With the development of large network and Web application, a new kind of data—Data stream come into being in the application areas of monitor and sensor networks in-break detecting, communication data management stock analysis and so on. These data sequence are relational tuples、sensor values、network parameters、phone records and share data etc. Different from traditional database application model, data stream model have characteristics as below: (1) Continuous, real time arrival; (2)Vast, unrestrainted and hard estimated; (3) Unless storing especially, they can't be taken out to handle again, namely one-pass processing. Otherwise, withdrawing data again is very expensive. How to store、query and mine these data streans has become the hot issues in the field of international database currently.

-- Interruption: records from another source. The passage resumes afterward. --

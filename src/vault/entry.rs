// Keyvault — Persisted vault entries
//
// The store only sees opaque bytes. The vault wraps key material in an
// envelope that also records when it was stored and, for keys created with
// a TTL, when it expires, so expiry survives a restart of the process.
// Private and secret key bytes are sealed with the vault's wrapping key and
// bound to the entry name; only public keys are written in the clear.

use std::time::Duration;

use chrono::{DateTime, Utc};
use serde::{Deserialize, Serialize};
use thiserror::Error;
use zeroize::{Zeroize, Zeroizing};

use crate::enclave::{
    Algorithm, CryptoKey, CryptoKeyPair, EnclaveError, KeyMaterial, KeyType, KeyUsage, WrappingKey,
};

#[derive(Debug, Error)]
pub enum EntryError {
    #[error("malformed record: {0}")]
    Format(#[from] serde_json::Error),

    #[error("key material cannot be unsealed: {0}")]
    Sealing(#[from] EnclaveError),
}

/// One vault record as held in the durable store.
#[derive(Debug, Clone, PartialEq, Eq)]
pub struct StoredEntry {
    pub material: KeyMaterial,
    pub stored_at: DateTime<Utc>,
    pub expires_at: Option<DateTime<Utc>>,
}

impl StoredEntry {
    /// Wrap freshly generated material. A zero or absent `ttl` means the
    /// entry never expires. Returns `None` when the deadline `ttl` from now
    /// cannot be represented.
    pub fn new(material: KeyMaterial, ttl: Option<Duration>) -> Option<Self> {
        let stored_at = Utc::now();
        let expires_at = match ttl.filter(|ttl| !ttl.is_zero()) {
            Some(ttl) => Some(deadline_after(stored_at, ttl)?),
            None => None,
        };

        Some(Self {
            material,
            stored_at,
            expires_at,
        })
    }

    pub fn is_expired_at(&self, now: DateTime<Utc>) -> bool {
        is_expired(self.expires_at, now)
    }

    /// Time left before expiry: `None` for entries without a TTL,
    /// `Some(Duration::ZERO)` once the deadline has passed.
    pub fn remaining(&self, now: DateTime<Utc>) -> Option<Duration> {
        remaining(self.expires_at, now)
    }

    pub(crate) fn encode(&self, name: &str, wrapping: &WrappingKey) -> Result<Vec<u8>, EntryError> {
        let record = Record {
            material: RecordMaterial::seal(&self.material, name, wrapping)?,
            stored_at: self.stored_at,
            expires_at: self.expires_at,
        };
        Ok(serde_json::to_vec(&record)?)
    }

    pub(crate) fn decode(
        name: &str,
        bytes: &[u8],
        wrapping: &WrappingKey,
    ) -> Result<Self, EntryError> {
        let record: Record = serde_json::from_slice(bytes)?;
        Ok(Self {
            material: record.material.unseal(name, wrapping)?,
            stored_at: record.stored_at,
            expires_at: record.expires_at,
        })
    }
}

/// The timestamps of a stored record, read without unsealing any key.
#[derive(Debug, Clone, Copy, PartialEq, Eq, Deserialize)]
pub(crate) struct EntryHeader {
    pub stored_at: DateTime<Utc>,
    #[serde(default)]
    pub expires_at: Option<DateTime<Utc>>,
}

impl EntryHeader {
    pub(crate) fn decode(bytes: &[u8]) -> Result<Self, EntryError> {
        Ok(serde_json::from_slice(bytes)?)
    }

    pub(crate) fn is_expired_at(&self, now: DateTime<Utc>) -> bool {
        is_expired(self.expires_at, now)
    }

    pub(crate) fn remaining(&self, now: DateTime<Utc>) -> Option<Duration> {
        remaining(self.expires_at, now)
    }
}

/// The instant `ttl` after `from`, or `None` if it is out of range.
pub(crate) fn deadline_after(from: DateTime<Utc>, ttl: Duration) -> Option<DateTime<Utc>> {
    chrono::Duration::from_std(ttl)
        .ok()
        .and_then(|ttl| from.checked_add_signed(ttl))
}

fn is_expired(expires_at: Option<DateTime<Utc>>, now: DateTime<Utc>) -> bool {
    expires_at.is_some_and(|expires_at| expires_at <= now)
}

fn remaining(expires_at: Option<DateTime<Utc>>, now: DateTime<Utc>) -> Option<Duration> {
    expires_at.map(|expires_at| (expires_at - now).to_std().unwrap_or(Duration::ZERO))
}

// ─── Wire records ────────────────────────────────────────────────────────────

#[derive(Serialize, Deserialize)]
struct Record {
    material: RecordMaterial,
    stored_at: DateTime<Utc>,
    #[serde(default, skip_serializing_if = "Option::is_none")]
    expires_at: Option<DateTime<Utc>>,
}

#[derive(Serialize, Deserialize)]
#[serde(tag = "kind", rename_all = "lowercase")]
enum RecordMaterial {
    Pair {
        public_key: RecordKey,
        private_key: RecordKey,
    },
    Secret {
        key: RecordKey,
    },
}

#[derive(Serialize, Deserialize)]
struct RecordKey {
    key_type: KeyType,
    algorithm: Algorithm,
    extractable: bool,
    usages: Vec<KeyUsage>,
    bytes: RecordBytes,
}

#[derive(Serialize, Deserialize)]
#[serde(rename_all = "lowercase")]
enum RecordBytes {
    Plain(Vec<u8>),
    Sealed { nonce: Vec<u8>, ciphertext: Vec<u8> },
}

impl Drop for RecordKey {
    fn drop(&mut self) {
        if let RecordBytes::Plain(bytes) = &mut self.bytes {
            bytes.zeroize();
        }
    }
}

/// Associated data binding sealed bytes to one entry and key half.
fn aad(name: &str, key_type: KeyType) -> Vec<u8> {
    let half: &[u8] = match key_type {
        KeyType::Public => b"public",
        KeyType::Private => b"private",
        KeyType::Secret => b"secret",
    };
    [name.as_bytes(), b"\0", half].concat()
}

impl RecordKey {
    fn seal(key: &CryptoKey, name: &str, wrapping: &WrappingKey) -> Result<Self, EnclaveError> {
        let bytes = match key.key_type() {
            KeyType::Public => RecordBytes::Plain(key.material().to_vec()),
            key_type => {
                let (nonce, ciphertext) = wrapping.seal(key.material(), &aad(name, key_type))?;
                RecordBytes::Sealed { nonce, ciphertext }
            }
        };

        Ok(Self {
            key_type: key.key_type(),
            algorithm: key.algorithm(),
            extractable: key.is_extractable(),
            usages: key.usages().to_vec(),
            bytes,
        })
    }

    fn unseal(mut self, name: &str, wrapping: &WrappingKey) -> Result<CryptoKey, EnclaveError> {
        let material = match &mut self.bytes {
            RecordBytes::Plain(bytes) if self.key_type == KeyType::Public => {
                Zeroizing::new(std::mem::take(bytes))
            }
            RecordBytes::Plain(_) => {
                return Err(EnclaveError::Wrapping(
                    "private or secret key stored without sealing".to_string(),
                ))
            }
            RecordBytes::Sealed { nonce, ciphertext } => {
                wrapping.open(nonce, ciphertext, &aad(name, self.key_type))?
            }
        };

        Ok(CryptoKey::new(
            self.key_type,
            self.algorithm,
            self.extractable,
            std::mem::take(&mut self.usages),
            material,
        ))
    }
}

impl RecordMaterial {
    fn seal(material: &KeyMaterial, name: &str, wrapping: &WrappingKey) -> Result<Self, EnclaveError> {
        Ok(match material {
            KeyMaterial::Pair(pair) => Self::Pair {
                public_key: RecordKey::seal(&pair.public_key, name, wrapping)?,
                private_key: RecordKey::seal(&pair.private_key, name, wrapping)?,
            },
            KeyMaterial::Secret(key) => Self::Secret {
                key: RecordKey::seal(key, name, wrapping)?,
            },
        })
    }

    fn unseal(self, name: &str, wrapping: &WrappingKey) -> Result<KeyMaterial, EnclaveError> {
        Ok(match self {
            Self::Pair {
                public_key,
                private_key,
            } => KeyMaterial::Pair(CryptoKeyPair {
                public_key: public_key.unseal(name, wrapping)?,
                private_key: private_key.unseal(name, wrapping)?,
            }),
            Self::Secret { key } => KeyMaterial::Secret(key.unseal(name, wrapping)?),
        })
    }
}

// ─── Tests ───────────────────────────────────────────────────────────────────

     In many practical application, such as decision support system, query optimization, the exact values are not necessary to obtain but approximate value. Therefore, the core issue of data stream management and analysis is designing one-pass algorithm, namely the feature structure of data streamsynopsis data structure are unceasingly updated in the least memory than data scale in order to quickly achieve approximation answer in time at all hours. If the length of data stream is N, the size of synopsis structure are not excess to O(polylog(N)), and the processing time of each group of stream are not excess to O(polylog(N)).
     The primary query in traditional database is one-time queries, namely the system give answer according to the snapshot of data set. But in data streams, the query is continuous and long-run because the query answers are returned incessantly along with new data. The data streams are not static but ceaseless insertion and update. Users need dynamic monitoring along with the changed data streams but not static result of some time.

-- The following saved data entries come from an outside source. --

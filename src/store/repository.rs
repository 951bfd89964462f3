// Keyvault — Durable Store Repository
//
// The four store operations as an async trait, plus the SQLite backend.
// Every SQLite operation opens its own connection on the blocking pool and
// runs exactly one transaction; the joined task is the single settlement of
// that request.

use std::future::Future;
use std::path::PathBuf;
use std::sync::{Arc, Mutex};
use std::time::Duration;

use chrono::Utc;
use rusqlite::{params, OptionalExtension, TransactionBehavior};

use super::db::{is_contention, quote_ident, Database, StoreLocation};
use super::StoreError;

// ─── Trait ───────────────────────────────────────────────────────────────────

/// Transactional key-value access to one named collection.
///
/// Payloads are opaque bytes keyed by caller-chosen names. Implementations
/// must be `Send + Sync` so a store can be shared with expiry tasks through
/// an `Arc`.
pub trait DurableStore: Send + Sync + 'static {
    /// Upsert `payload` under `name`. Resolves only once the write is durable.
    fn set(
        &self,
        name: &str,
        payload: Vec<u8>,
    ) -> impl Future<Output = Result<(), StoreError>> + Send;

    /// Current payload for `name`, or `Ok(None)` if there is none.
    fn get(&self, name: &str) -> impl Future<Output = Result<Option<Vec<u8>>, StoreError>> + Send;

    /// Delete `name` and return the payload it held immediately before.
    fn remove(
        &self,
        name: &str,
    ) -> impl Future<Output = Result<Option<Vec<u8>>, StoreError>> + Send;

    /// Every name currently stored, in engine order.
    fn list_keys(&self) -> impl Future<Output = Result<Vec<String>, StoreError>> + Send;
}

// ─── SQLite Implementation ──────────────────────────────────────────────────

/// Durable store backed by one table of a SQLite database file.
///
/// Cloning is cheap and clones share the schema latch, so the collection is
/// created at most once per store.
#[derive(Debug, Clone)]
pub struct SqliteStore {
    location: Arc<StoreLocation>,
    schema_ready: Arc<Mutex<bool>>,
}

impl SqliteStore {
    /// Scope a store to `container`/`collection` under `data_dir`.
    /// Nothing is opened until the first operation.
    pub fn new(
        data_dir: impl Into<PathBuf>,
        container: &str,
        collection: &str,
    ) -> Result<Self, StoreError> {
        Ok(Self::from_location(StoreLocation::new(
            data_dir, container, collection,
        )?))
    }

    pub fn from_location(location: StoreLocation) -> Self {
        Self {
            location: Arc::new(location),
            schema_ready: Arc::new(Mutex::new(false)),
        }
    }

    /// Override how long operations wait on a competing writer.
    pub fn with_busy_timeout(self, busy_timeout: Duration) -> Self {
        let location = (*self.location).clone().with_busy_timeout(busy_timeout);
        Self::from_location(location)
    }

    pub fn location(&self) -> &StoreLocation {
        &self.location
    }

    /// Open a connection to the collection, creating the container and
    /// collection on first use.
    pub async fn open(&self) -> Result<Database, StoreError> {
        self.run(Ok).await
    }

    /// Open a connection on the blocking pool and hand it to `op`.
    async fn run<T, F>(&self, op: F) -> Result<T, StoreError>
    where
        T: Send + 'static,
        F: FnOnce(Database) -> Result<T, StoreError> + Send + 'static,
    {
        let location = Arc::clone(&self.location);
        let schema_ready = Arc::clone(&self.schema_ready);

        tokio::task::spawn_blocking(move || {
            let db = Database::open(&location, &schema_ready)?;
            op(db)
        })
        .await
        .map_err(|e| StoreError::Other(format!("store task failed: {e}")))?
    }
}

/// Map a write-path failure: contention, full disk or a read-only file roll
/// the transaction back; anything else is a generic engine error.
fn write_error(context: &str, err: rusqlite::Error) -> StoreError {
    let rolled_back = is_contention(&err)
        || matches!(
            err.sqlite_error_code(),
            Some(
                rusqlite::ErrorCode::DiskFull
                    | rusqlite::ErrorCode::ReadOnly
                    | rusqlite::ErrorCode::ConstraintViolation
                    | rusqlite::ErrorCode::SystemIoFailure
            )
        );
    if rolled_back {
        StoreError::aborted(context, err)
    } else {
        StoreError::Database(err)
    }
}

fn put_entry(mut db: Database, name: &str, payload: &[u8]) -> Result<(), StoreError> {
    let table = quote_ident(db.collection());
    let now = Utc::now().to_rfc3339();

    let tx = db
        .conn_mut()
        .transaction_with_behavior(TransactionBehavior::Immediate)
        .map_err(|e| write_error("begin write", e))?;

    tx.execute(
        &format!(
            "INSERT INTO {table} (name, payload, updated_at) VALUES (?1, ?2, ?3)
             ON CONFLICT(name) DO UPDATE SET payload = excluded.payload,
                                             updated_at = excluded.updated_at"
        ),
        params![name, payload, now],
    )
    .map_err(|e| write_error("write entry", e))?;

    tx.commit().map_err(|e| write_error("commit write", e))?;
    Ok(())
}

fn read_entry(db: Database, name: &str) -> Result<Option<Vec<u8>>, StoreError> {
    let table = quote_ident(db.collection());
    let payload = db
        .conn()
        .query_row(
            &format!("SELECT payload FROM {table} WHERE name = ?1"),
            params![name],
            |row| row.get(0),
        )
        .optional()?;
    Ok(payload)
}

fn take_entry(mut db: Database, name: &str) -> Result<Option<Vec<u8>>, StoreError> {
    let table = quote_ident(db.collection());

    let tx = db
        .conn_mut()
        .transaction_with_behavior(TransactionBehavior::Immediate)
        .map_err(|e| write_error("begin remove", e))?;

    let previous: Option<Vec<u8>> = tx
        .query_row(
            &format!("SELECT payload FROM {table} WHERE name = ?1"),
            params![name],
            |row| row.get(0),
        )
        .optional()?;

    if previous.is_some() {
        tx.execute(&format!("DELETE FROM {table} WHERE name = ?1"), params![name])
            .map_err(|e| write_error("delete entry", e))?;
    }

    tx.commit().map_err(|e| write_error("commit remove", e))?;
    Ok(previous)
}

fn entry_names(db: Database) -> Result<Vec<String>, StoreError> {
    let table = quote_ident(db.collection());
    let mut stmt = db
        .conn()
        .prepare(&format!("SELECT name FROM {table} ORDER BY name"))?;

    let rows = stmt.query_map([], |row| row.get::<_, String>(0))?;

    let mut names = Vec::new();
    for row in rows {
        names.push(row?);
    }
    Ok(names)
}

impl DurableStore for SqliteStore {
    async fn set(&self, name: &str, payload: Vec<u8>) -> Result<(), StoreError> {
        let key = name.to_string();
        self.run(move |db| put_entry(db, &key, &payload)).await?;
        tracing::debug!(key = %name, collection = %self.location.collection(), "Entry written");
        Ok(())
    }

    async fn get(&self, name: &str) -> Result<Option<Vec<u8>>, StoreError> {
        let key = name.to_string();
        self.run(move |db| read_entry(db, &key)).await
    }

    async fn remove(&self, name: &str) -> Result<Option<Vec<u8>>, StoreError> {
        let key = name.to_string();
        let previous = self.run(move |db| take_entry(db, &key)).await?;
        tracing::debug!(
            key = %name,
            existed = previous.is_some(),
            "Entry removed"
        );
        Ok(previous)
    }

    async fn list_keys(&self) -> Result<Vec<String>, StoreError> {
        self.run(entry_names).await
    }
}

// ─── Tests ───────────────────────────────────────────────────────────────────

     The exist research of data stream are centralized stream system. But the essence of data stream is distributed. More and more practical data in sensor network、communication、Internet flow analysis and Web log etc, are transported from teledata sources. Therefore, we need to construct the middleware of distributed query processing for data streams to support above application.
     P2P technique is used to build a huge distributed network for the processing of large number of information by internet terminals. These computers (Peers) are equal in independent computing and processing to solve the bottleneck issue of single server. P2P can build the good platform of middleware, which validly provide real-time query answer quickly, by means of its good performance of scalability、load balance、high efficiency and dynamic adaptability based on content-indexing in order to reduce the overhead of network bandwidth and links.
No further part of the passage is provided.